I would appreciate if any of you can help me out here especially with jmdc, umdc, liaqut national, baqai and bahria. I know the basic pattern as mentioned on their websites what I would like to know is how much to study and what to focus on or if the tests are easy or difficult. And in jmdc there is this maths and data interpretation part too so any tips for that.


----------



## Daiki (Aug 18, 2017)

Can anybody help me out with 
jinnah medical and dental college
United medical and dental college 
Bahria 
And national liaqut 
The test dates are almost here so if any of you can give me any information regarding the tests that would be great. Because I have heard that tests in private colleges are different than the ones conducted by government colleges.


----------



## Zareena_jan (May 21, 2017)

For bahria go through the past papers of NTS . Most of the questions are repeated from there ! Jinnah and united's test isnt difficult if your basic concepts are clear and by basic i legit mean basic! There questions are quite easy but united's interview might give you a tough time ! Liaquat national accepts the DoW's test for 37.5% and their own test carries only 6% and its very easy just few basic maths questions and GK and english ! Good luck :thumbsup: btw what was your percentage in fsc?


----------



## Daiki (Aug 18, 2017)

Thank you
How is United's interview difficult ? Have you appeared? What kind of questions are asked? 
What about the data interpretation and elementary mathematics part of jinnah 
I got 71% overall and 68% in science (is it too low for private medical colleges?)


----------



## Zareena_jan (May 21, 2017)

Um no I haven't appeared in united's interview but I have got few friends over there and they told me this ! Basically united's interview is for 6.5% or 12 they take students depending on the test and interviews combine. There are short short 5 sessions of interview each for 5-10 mins ! I have appeared in jinnah's test last year and as far as I remember te test was very easy like very easy but i didnt go for jinnah coz of some other issues! Your percentage is kinda ok but you need to give your best in the test ! You can get into bumdc as well only if you score atleast 140/200 and jinnah and united should be easy targets for you ! Have you joined an academy?


----------



## Daiki (Aug 18, 2017)

Yes I have joined an academy. I am trying to prepare for mcat. I hope I get admission some where. 
So I can get in jinnah and United with these marks ?


----------



## Zareena_jan (May 21, 2017)

Which academy? Yes only if you do good in test ! Jmdc is always easy pnly if some people doesn't snatch your seat with donations  or else you can easily get into it! And for umdc it depends on interview! Test is easy but interview isnt ! Bumdc , you have to do hard work!

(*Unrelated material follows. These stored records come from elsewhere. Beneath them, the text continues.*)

//! Builders for datasets used by reduction tests.

use crate::model::{Category, ConsumptionDataset, Granularity, MeterSeries};

/// Builds a [`ConsumptionDataset`] at day granularity, keeping meters in
/// the order they are added.
#[derive(Debug, Default)]
pub struct DatasetBuilder {
    dataset: ConsumptionDataset,
}

impl DatasetBuilder {
    pub fn new() -> Self {
        Self::default()
    }

    /// Appends a meter with the given readings to a category.
    pub fn meter(mut self, category: Category, meter_id: &str, values: &[(&str, f64)]) -> Self {
        let mut meters = self
            .dataset
            .meters(category, Granularity::Day)
            .cloned()
            .unwrap_or_default();
        meters.push(MeterSeries {
            meter_id: meter_id.to_string(),
            name: format!("Meter {}", meter_id),
            values: values
                .iter()
                .map(|(date, value)| (date.to_string(), *value))
                .collect(),
        });
        self.dataset.insert(category, Granularity::Day, meters);
        self
    }

    /// Adds a category whose day granularity holds no meters.
    pub fn empty(mut self, category: Category) -> Self {
        self.dataset.insert(category, Granularity::Day, Vec::new());
        self
    }

    pub fn build(self) -> ConsumptionDataset {
        self.dataset
    }
}
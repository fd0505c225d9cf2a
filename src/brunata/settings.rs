//! Extraction of the settings literal embedded in the authorize page.
//!
//! The identity broker renders its login page with a script that assigns
//! a JSON object to a global variable. Only that object is needed; no
//! script is ever evaluated.

use crate::error::ParseError;
use scraper::{Html, Selector};
use serde_derive::Deserialize;

/// Variable the identity broker assigns its page settings to.
pub const SETTINGS_VARIABLE: &str = "SETTINGS";

/// The fields of the settings literal the handshake depends on.
#[derive(Debug, Clone, PartialEq, Eq)]
pub struct HandshakeSettings {
    pub trans_id: String,
    /// Page-level csrf value, only used for diagnostics
    pub csrf: Option<String>,
    pub api: Option<String>,
}

#[derive(Deserialize)]
struct RawSettings {
    #[serde(rename = "transId")]
    trans_id: Option<String>,
    csrf: Option<String>,
    api: Option<String>,
}

/// Reads handshake settings out of an authorize page.
///
/// Kept behind a trait so a change in the provider's page format only
/// touches one implementation.
pub trait HandshakePageParser: Send + Sync {
    fn parse(&self, page: &str) -> Result<HandshakeSettings, ParseError>;
}

/// Scans `<script>` elements for `var <variable> = {...}`.
#[derive(Debug, Clone)]
pub struct ScriptSettingsParser {
    variable: &'static str,
}

impl Default for ScriptSettingsParser {
    fn default() -> Self {
        Self {
            variable: SETTINGS_VARIABLE,
        }
    }
}

impl HandshakePageParser for ScriptSettingsParser {
    fn parse(&self, page: &str) -> Result<HandshakeSettings, ParseError> {
        let literal = self.find_literal(page)?;
        let raw: RawSettings = serde_json::from_str(&literal)?;

        Ok(HandshakeSettings {
            trans_id: raw
                .trans_id
                .filter(|id| !id.is_empty())
                .ok_or(ParseError::MissingField("transId"))?,
            csrf: raw.csrf,
            api: raw.api,
        })
    }
}

impl ScriptSettingsParser {
    fn find_literal(&self, page: &str) -> Result<String, ParseError> {
        let document = Html::parse_document(page);
        let selector = Selector::parse("script").map_err(|_| self.not_found())?;

        let mut unbalanced = false;
        for script in document.select(&selector) {
            let text = script.text().collect::<String>();
            for start in assignment_starts(&text, self.variable) {
                match balanced_object(&text[start..]) {
                    Some(literal) => return Ok(literal.to_string()),
                    None => unbalanced = true,
                }
            }
        }

        if unbalanced {
            Err(ParseError::UnbalancedLiteral {
                variable: self.variable.to_string(),
            })
        } else {
            Err(self.not_found())
        }
    }

    fn not_found(&self) -> ParseError {
        ParseError::ScriptNotFound {
            variable: self.variable.to_string(),
        }
    }
}

/// Byte offsets of each `{` that opens an object assigned to `variable`.
fn assignment_starts<'a>(script: &'a str, variable: &'a str) -> impl Iterator<Item = usize> + 'a {
    script.match_indices(variable).filter_map(move |(index, _)| {
        let before = script[..index].chars().next_back();
        if before.is_some_and(|c| c.is_alphanumeric() || c == '_' || c == '$' || c == '.') {
            return None;
        }
        let after = index + variable.len();
        let rest = script[after..].trim_start();
        let rest = rest.strip_prefix('=')?;
        if rest.starts_with('=') {
            return None;
        }
        let value = rest.trim_start();
        value
            .starts_with('{')
            .then(|| script.len() - value.len())
    })
}

/// The object literal at the start of `text`, up to its matching brace.
///
/// Braces inside string literals do not count.
fn balanced_object(text: &str) -> Option<&str> {
    let mut depth = 0usize;
    let mut quote: Option<char> = None;
    let mut escaped = false;

    for (index, c) in text.char_indices() {
        if let Some(q) = quote {
            if escaped {
                escaped = false;
            } else if c == '\\' {
                escaped = true;
            } else if c == q {
                quote = None;
            }
            continue;
        }
        match c {
            '"' | '\'' => quote = Some(c),
            '{' => depth += 1,
            '}' => {
                depth = depth.checked_sub(1)?;
                if depth == 0 {
                    return Some(&text[..=index]);
                }
            }
            _ => {}
        }
    }
    None
}
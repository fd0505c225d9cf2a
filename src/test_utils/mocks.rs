//! Mock provider and InfluxDB servers.
//!
//! [`MockBrunataServerBuilder`] serves both the identity broker (under
//! `/tenant`) and the data API from one wiremock server, so a single
//! [`ProviderEndpoints`] can point the whole flow at it.

use crate::brunata::{HttpGateway, ProviderEndpoints, ReqwestGateway};
use crate::model::Category;
use crate::test_utils::fixtures::authorize_page;
use std::sync::Arc;
use std::time::Duration;
use wiremock::matchers::{
    body_string_contains, header, header_regex, method, path, query_param,
};
use wiremock::{Mock, MockServer, ResponseTemplate};

pub const TEST_POLICY: &str = "B2C_1_signin_username";
pub const TEST_CLIENT_ID: &str = "test-client";
const HANDSHAKE_CODE: &str = "code-1";

/// A gateway over a fresh pool configured like production.
pub fn test_gateway() -> Arc<dyn HttpGateway> {
    let client = ReqwestGateway::shared_client(Duration::from_secs(10)).unwrap();
    Arc::new(ReqwestGateway::new(client))
}

/// Builder for a wiremock server that plays the provider.
pub struct MockBrunataServerBuilder {
    server: MockServer,
}

impl MockBrunataServerBuilder {
    pub async fn new() -> Self {
        Self {
            server: MockServer::start().await,
        }
    }

    pub fn url(&self) -> String {
        self.server.uri()
    }

    /// Endpoints rooted at this server.
    pub fn endpoints(&self) -> ProviderEndpoints {
        ProviderEndpoints::new(
            &self.url(),
            &format!("{}/tenant", self.url()),
            TEST_POLICY,
            TEST_CLIENT_ID,
        )
        .unwrap()
    }

    /// Fails the test if any `expect` count was not met.
    pub async fn verify(&self) {
        self.server.verify().await;
    }

    fn policy_path(suffix: &str) -> String {
        format!("/tenant/{}/{}", TEST_POLICY, suffix)
    }

    async fn mount(self, mock: Mock) -> Self {
        mock.mount(&self.server).await;
        self
    }

    pub async fn mock_authorize(self, trans_id: &str, csrf: &str) -> Self {
        let response = ResponseTemplate::new(200)
            .set_body_string(authorize_page(trans_id))
            .append_header("set-cookie", format!("x-ms-cpim-csrf={}; Path=/", csrf).as_str())
            .append_header("set-cookie", "x-ms-cpim-trans=trans-cookie; Path=/");
        self.mount(
            Mock::given(method("GET"))
                .and(path(Self::policy_path("oauth2/v2.0/authorize")))
                .and(query_param("client_id", TEST_CLIENT_ID))
                .and(query_param("code_challenge_method", "S256"))
                .respond_with(response),
        )
        .await
    }

    pub async fn mock_authorize_without_cookie(self, trans_id: &str) -> Self {
        self.mount(
            Mock::given(method("GET"))
                .and(path(Self::policy_path("oauth2/v2.0/authorize")))
                .respond_with(ResponseTemplate::new(200).set_body_string(authorize_page(trans_id))),
        )
        .await
    }

    pub async fn mock_authorize_body(self, body: &str, csrf: &str) -> Self {
        let response = ResponseTemplate::new(200)
            .set_body_string(body)
            .append_header("set-cookie", format!("x-ms-cpim-csrf={}; Path=/", csrf).as_str());
        self.mount(
            Mock::given(method("GET"))
                .and(path(Self::policy_path("oauth2/v2.0/authorize")))
                .respond_with(response),
        )
        .await
    }

    pub async fn mock_authorize_status(self, status: u16) -> Self {
        self.mount(
            Mock::given(method("GET"))
                .and(path(Self::policy_path("oauth2/v2.0/authorize")))
                .respond_with(ResponseTemplate::new(status)),
        )
        .await
    }

    pub async fn mock_submit_success(self) -> Self {
        self.mount(
            Mock::given(method("POST"))
                .and(path(Self::policy_path("SelfAsserted")))
                .respond_with(ResponseTemplate::new(200).set_body_string(r#"{"status":"200"}"#)),
        )
        .await
    }

    /// Credential submit that only answers when the handshake state is
    /// carried over from the authorize page.
    pub async fn mock_submit_expecting(self, trans_id: &str, csrf: &str) -> Self {
        self.mount(
            Mock::given(method("POST"))
                .and(path(Self::policy_path("SelfAsserted")))
                .and(query_param("tx", trans_id))
                .and(query_param("p", TEST_POLICY))
                .and(header("x-csrf-token", csrf))
                .and(header_regex("cookie", &format!("x-ms-cpim-csrf={}", csrf)))
                .and(header_regex("cookie", "x-ms-cpim-trans=trans-cookie"))
                .and(body_string_contains("request_type=RESPONSE"))
                .and(body_string_contains("logonIdentifier=user%40example.com"))
                .and(body_string_contains("password=secret"))
                .respond_with(ResponseTemplate::new(200).set_body_string(r#"{"status":"200"}"#))
                .expect(1),
        )
        .await
    }

    pub async fn mock_submit_rejected(self) -> Self {
        self.mount(
            Mock::given(method("POST"))
                .and(path(Self::policy_path("SelfAsserted")))
                .respond_with(ResponseTemplate::new(200).set_body_string(
                    r#"{"status":"400","errorCode":"AADB2C90225","message":"The username or password provided in the request are invalid."}"#,
                )),
        )
        .await
    }

    pub async fn mock_submit_status(self, status: u16) -> Self {
        self.mount(
            Mock::given(method("POST"))
                .and(path(Self::policy_path("SelfAsserted")))
                .respond_with(ResponseTemplate::new(status)),
        )
        .await
    }

    /// Confirmation step redirecting to the app with `code`.
    pub async fn mock_confirmed(self, code: &str) -> Self {
        let location = format!("{}/auth-response?state=s&code={}", self.url(), code);
        self.mount(
            Mock::given(method("GET"))
                .and(path(Self::policy_path("api/CombinedSigninAndSignup/confirmed")))
                .and(query_param("rememberMe", "false"))
                .respond_with(ResponseTemplate::new(302).insert_header("location", location.as_str())),
        )
        .await
    }

    /// Like [`Self::mock_confirmed`], plus the page the redirect lands on.
    pub async fn mock_confirmed_landing(self, code: &str) -> Self {
        let server = self.mock_confirmed(code).await;
        server
            .mount(
                Mock::given(method("GET"))
                    .and(path("/auth-response"))
                    .respond_with(ResponseTemplate::new(200).set_body_string("<html></html>")),
            )
            .await
    }

    pub async fn mock_confirmed_error(self, description: &str) -> Self {
        let mut location = reqwest::Url::parse(&format!("{}/auth-response", self.url())).unwrap();
        location
            .query_pairs_mut()
            .append_pair("error", "access_denied")
            .append_pair("error_description", description);
        self.mount(
            Mock::given(method("GET"))
                .and(path(Self::policy_path("api/CombinedSigninAndSignup/confirmed")))
                .respond_with(
                    ResponseTemplate::new(302).insert_header("location", location.as_str()),
                ),
        )
        .await
    }

    pub async fn mock_token_for_code(self, code: &str, body: &str) -> Self {
        self.mount(
            Mock::given(method("POST"))
                .and(path(Self::policy_path("oauth2/v2.0/token")))
                .and(body_string_contains("grant_type=authorization_code"))
                .and(body_string_contains(format!("code={}", code).as_str()))
                .and(body_string_contains("code_verifier="))
                .and(body_string_contains(format!("client_id={}", TEST_CLIENT_ID).as_str()))
                .respond_with(ResponseTemplate::new(200).set_body_string(body))
                .expect(1),
        )
        .await
    }

    pub async fn mock_token_status(self, status: u16) -> Self {
        self.mount(
            Mock::given(method("POST"))
                .and(path(Self::policy_path("oauth2/v2.0/token")))
                .respond_with(ResponseTemplate::new(status).set_body_string(r#"{"error":"invalid_grant"}"#)),
        )
        .await
    }

    pub async fn mock_token_never_called(self) -> Self {
        self.mount(
            Mock::given(method("POST"))
                .and(path(Self::policy_path("oauth2/v2.0/token")))
                .respond_with(ResponseTemplate::new(500))
                .expect(0),
        )
        .await
    }

    pub async fn mock_token_refresh(self, refresh_token: &str, body: &str) -> Self {
        self.mount(
            Mock::given(method("POST"))
                .and(path(Self::policy_path("oauth2/v2.0/token")))
                .and(body_string_contains("grant_type=refresh_token"))
                .and(body_string_contains(format!("refresh_token={}", refresh_token).as_str()))
                .respond_with(ResponseTemplate::new(200).set_body_string(body))
                .expect(1),
        )
        .await
    }

    pub async fn mock_token_refresh_status(self, refresh_token: &str, status: u16) -> Self {
        self.mount(
            Mock::given(method("POST"))
                .and(path(Self::policy_path("oauth2/v2.0/token")))
                .and(body_string_contains("grant_type=refresh_token"))
                .and(body_string_contains(format!("refresh_token={}", refresh_token).as_str()))
                .respond_with(ResponseTemplate::new(status))
                .expect(1),
        )
        .await
    }

    /// Every handshake step, each expected exactly `times` times, ending
    /// in a token response carrying `access_token`.
    pub async fn mock_full_handshake(self, access_token: &str, times: u64) -> Self {
        let body = format!(r#"{{"access_token":"{}","token_type":"Bearer"}}"#, access_token);
        self.mock_full_handshake_with(&body, times).await
    }

    pub async fn mock_full_handshake_with(self, token_body: &str, times: u64) -> Self {
        let location = format!("{}/auth-response?code={}", self.url(), HANDSHAKE_CODE);
        let authorize = ResponseTemplate::new(200)
            .set_body_string(authorize_page("tx-full"))
            .append_header("set-cookie", "x-ms-cpim-csrf=csrf-full; Path=/");

        self.mount(
            Mock::given(method("GET"))
                .and(path(Self::policy_path("oauth2/v2.0/authorize")))
                .respond_with(authorize)
                .expect(times),
        )
        .await
        .mount(
            Mock::given(method("POST"))
                .and(path(Self::policy_path("SelfAsserted")))
                .and(query_param("tx", "tx-full"))
                .and(header("x-csrf-token", "csrf-full"))
                .respond_with(ResponseTemplate::new(200).set_body_string(r#"{"status":"200"}"#))
                .expect(times),
        )
        .await
        .mount(
            Mock::given(method("GET"))
                .and(path(Self::policy_path("api/CombinedSigninAndSignup/confirmed")))
                .and(query_param("csrf_token", "csrf-full"))
                .respond_with(ResponseTemplate::new(302).insert_header("location", location.as_str()))
                .expect(times),
        )
        .await
        .mount(
            Mock::given(method("POST"))
                .and(path(Self::policy_path("oauth2/v2.0/token")))
                .and(body_string_contains("grant_type=authorization_code"))
                .and(body_string_contains(format!("code={}", HANDSHAKE_CODE).as_str()))
                .respond_with(ResponseTemplate::new(200).set_body_string(token_body))
                .expect(times),
        )
        .await
    }

    pub async fn mock_meters(self, body: &str, times: u64) -> Self {
        self.mount(
            Mock::given(method("GET"))
                .and(path("/online-auth-webservice/v1/rest/consumer/meters"))
                .and(header("authorization", "Bearer fake"))
                .respond_with(ResponseTemplate::new(200).set_body_string(body))
                .expect(times),
        )
        .await
    }

    pub async fn mock_meters_delayed(self, body: &str, delay: Duration) -> Self {
        self.mount(
            Mock::given(method("GET"))
                .and(path("/online-auth-webservice/v1/rest/consumer/meters"))
                .respond_with(
                    ResponseTemplate::new(200)
                        .set_body_string(body)
                        .set_delay(delay),
                ),
        )
        .await
    }

    pub async fn mock_meters_status(self, status: u16) -> Self {
        self.mount(
            Mock::given(method("GET"))
                .and(path("/online-auth-webservice/v1/rest/consumer/meters"))
                .respond_with(ResponseTemplate::new(status)),
        )
        .await
    }

    pub async fn mock_consumption(self, category: Category, body: &str, times: u64) -> Self {
        self.mount(
            Mock::given(method("GET"))
                .and(path("/online-auth-webservice/v1/rest/consumer/consumption"))
                .and(query_param("allocationunit", category.allocation_unit()))
                .and(query_param("interval", "D"))
                .and(header("authorization", "Bearer fake"))
                .respond_with(ResponseTemplate::new(200).set_body_string(body))
                .expect(times),
        )
        .await
    }

    pub async fn mock_consumption_status(self, category: Category, status: u16) -> Self {
        self.mount(
            Mock::given(method("GET"))
                .and(path("/online-auth-webservice/v1/rest/consumer/consumption"))
                .and(query_param("allocationunit", category.allocation_unit()))
                .respond_with(ResponseTemplate::new(status).set_body_string("error")),
        )
        .await
    }
}

/// Builder for a wiremock server that plays InfluxDB.
pub struct MockInfluxServerBuilder {
    server: MockServer,
}

impl MockInfluxServerBuilder {
    pub async fn new() -> Self {
        Self {
            server: MockServer::start().await,
        }
    }

    pub fn url(&self) -> String {
        self.server.uri()
    }

    /// Accepts exactly `times` writes.
    pub async fn mock_write_success(self, times: u64) -> Self {
        Mock::given(method("POST"))
            .and(path("/api/v2/write"))
            .and(query_param("bucket", "test-bucket"))
            .respond_with(ResponseTemplate::new(204))
            .expect(times)
            .mount(&self.server)
            .await;
        self
    }

    pub async fn mock_write_error(self, status: u16, body: &str) -> Self {
        Mock::given(method("POST"))
            .and(path("/api/v2/write"))
            .respond_with(ResponseTemplate::new(status).set_body_string(body))
            .mount(&self.server)
            .await;
        self
    }

    pub async fn verify(&self) {
        self.server.verify().await;
    }
}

But you will ace it don't worry


----------



## Daiki (Aug 18, 2017)

Anees Hussain and thanks a lot for ur help.


----------



## Zareena_jan (May 21, 2017)

Anees hussain is like one of the best institutions I went there last year! They will give you a book of past papers of NtS amd that will help you alot for bumdc! Just solve those past papers before going for bumdc


----------



## Daiki (Aug 18, 2017)

I will make sure to go through that. Which college are u in ? Any other private colleges that I should apply to?


----------



## Zareena_jan (May 21, 2017)

Um I am not in any uni atm coz there were some issues in shifitng to pak last year so, I'll be appearing in mcats once again  i think if you can solve the past papers easily Bumdc's test is going to be easy for you and mcats for rest of the private unis will be a piece of cake ( I am not sure but I have got a lil idea from last year coz tests for private unis are very easy when compared to govt) ! Good luck


----------